> _ABOUT THIS EXERCISE_
From the listing below, reproduce word for word the part that opens with the line containing "is outside of" and closes with the line containing "is not checked."; reproduce nothing else.
=== DATA ===
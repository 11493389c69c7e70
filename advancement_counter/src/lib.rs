use nom::multi::count;
use thiserror::Error;
use util::{parse_number, ws, ParseResult, Span};

#[derive(Error, Debug, PartialEq, Eq)]
pub enum StandingsError {
    #[error("rank threshold {k} is outside of 1..={n}")]
    RankOutOfRange { k: usize, n: usize },
}

/// Final contest scores, best first, and the rank whose score is the bar for
/// advancing.
#[derive(Debug, Clone)]
pub struct Standings {
    scores: Vec<i64>,
    threshold_rank: usize,
}

impl Standings {
    /// `threshold_rank` is 1-based. Scores are expected in non-increasing
    /// order; that is not checked.
    pub fn new(scores: Vec<i64>, threshold_rank: usize) -> Result<Self, StandingsError> {
        if threshold_rank == 0 || threshold_rank > scores.len() {
            return Err(StandingsError::RankOutOfRange {
                k: threshold_rank,
                n: scores.len(),
            });
        }

        Ok(Self {
            scores,
            threshold_rank,
        })
    }

    pub fn min_score(&self) -> i64 {
        self.scores[self.threshold_rank - 1]
    }

    /// Participants at or above the bar. A non-positive score never advances.
    pub fn advancing(&self) -> usize {
        let min_score = self.min_score();
        let n = self
            .scores
            .iter()
            .filter(|&&s| s >= min_score && s > 0)
            .count();

        log::debug!(
            "{} of {} advance with bar {min_score}",
            n,
            self.scores.len()
        );

        n
    }
}

/// `n k` followed by `n` scores.
pub fn parse_standings(i: Span) -> ParseResult<(Vec<i64>, usize)> {
    let (i, n) = ws(parse_number::<usize>)(i)?;
    let (i, k) = ws(parse_number::<usize>)(i)?;
    let (i, scores) = count(ws(parse_number::<i64>), n)(i)?;

    Ok((i, (scores, k)))
}
use vowel_filter::{consonant_code, parse_word};

use anyhow::Result;

fn main() -> Result<()> {
    util::init_logging();

    let input = util::read_input_as_string()?;
    let word = util::parse_input(&input, parse_word)?;

    println!("{}", consonant_code(word));

    Ok(())
}
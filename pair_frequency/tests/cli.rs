use assert_cmd::Command;

fn run(stdin: &str) -> Command {
    let mut cmd = Command::cargo_bin("pair_frequency").unwrap();
    cmd.write_stdin(stdin);
    cmd
}

#[test]
fn counts_equal_pairs() {
    run("great10\n").assert().success().stdout("7\n");
}

#[test]
fn repeated_char_is_squared() {
    run("aaaaaaaaaa\n").assert().success().stdout("100\n");
}

#[test]
fn empty_input_has_no_pairs() {
    run("").assert().success().stdout("0\n");
}
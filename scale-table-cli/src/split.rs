use std::path::PathBuf;

use clap::Parser;
use log::info;
use scale_table::{
    data::{self, DEFAULT_SPLIT_SEED, DEFAULT_TRAINING_FRACTION},
    table,
};

use crate::{App, CliResult};

#[derive(Parser)]
pub(crate) struct SplitOptions {
    /// JSON scale table to split
    input: PathBuf,

    /// Location of the training table
    #[arg(long = "train")]
    train: PathBuf,

    /// Location of the test table
    #[arg(long = "test")]
    test: PathBuf,

    /// Probability of a row being assigned to the training table
    #[arg(long = "fraction", default_value_t = DEFAULT_TRAINING_FRACTION)]
    fraction: f64,

    /// Seed of the random split
    #[arg(long = "seed", default_value_t = DEFAULT_SPLIT_SEED)]
    seed: u64,
}

impl SplitOptions {
    pub fn run(self, app: &mut App) -> CliResult {
        if !(0.0..=1.0).contains(&self.fraction) {
            return Err(format!("Fraction must lie in [0, 1] but was {}", self.fraction).into());
        }

        let records = table::read_from_path(&self.input)?;
        let (train, test) = data::partition(&records, self.fraction, self.seed);

        table::write_to_path(&train, &self.train)?;
        table::write_to_path(&test, &self.test)?;

        info!(
            "Split {} rows with seed {} and fraction {}",
            records.len(),
            self.seed,
            self.fraction
        );
        app.errln(format_args!(
            "Wrote {} training rows to {} and {} test rows to {}",
            train.len(),
            self.train.display(),
            test.len(),
            self.test.display()
        ))?;
        Ok(())
    }
}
===
> _SOLUTION TO THE PROBLEM_
    #[error("rank threshold {k} is outside of 1..={n}")]
    RankOutOfRange { k: usize, n: usize },
}

/// Final contest scores, best first, and the rank whose score is the bar for
/// advancing.
#[derive(Debug, Clone)]
pub struct Standings {
    scores: Vec<i64>,
    threshold_rank: usize,
}

impl Standings {
    /// `threshold_rank` is 1-based. Scores are expected in non-increasing
    /// order; that is not checked.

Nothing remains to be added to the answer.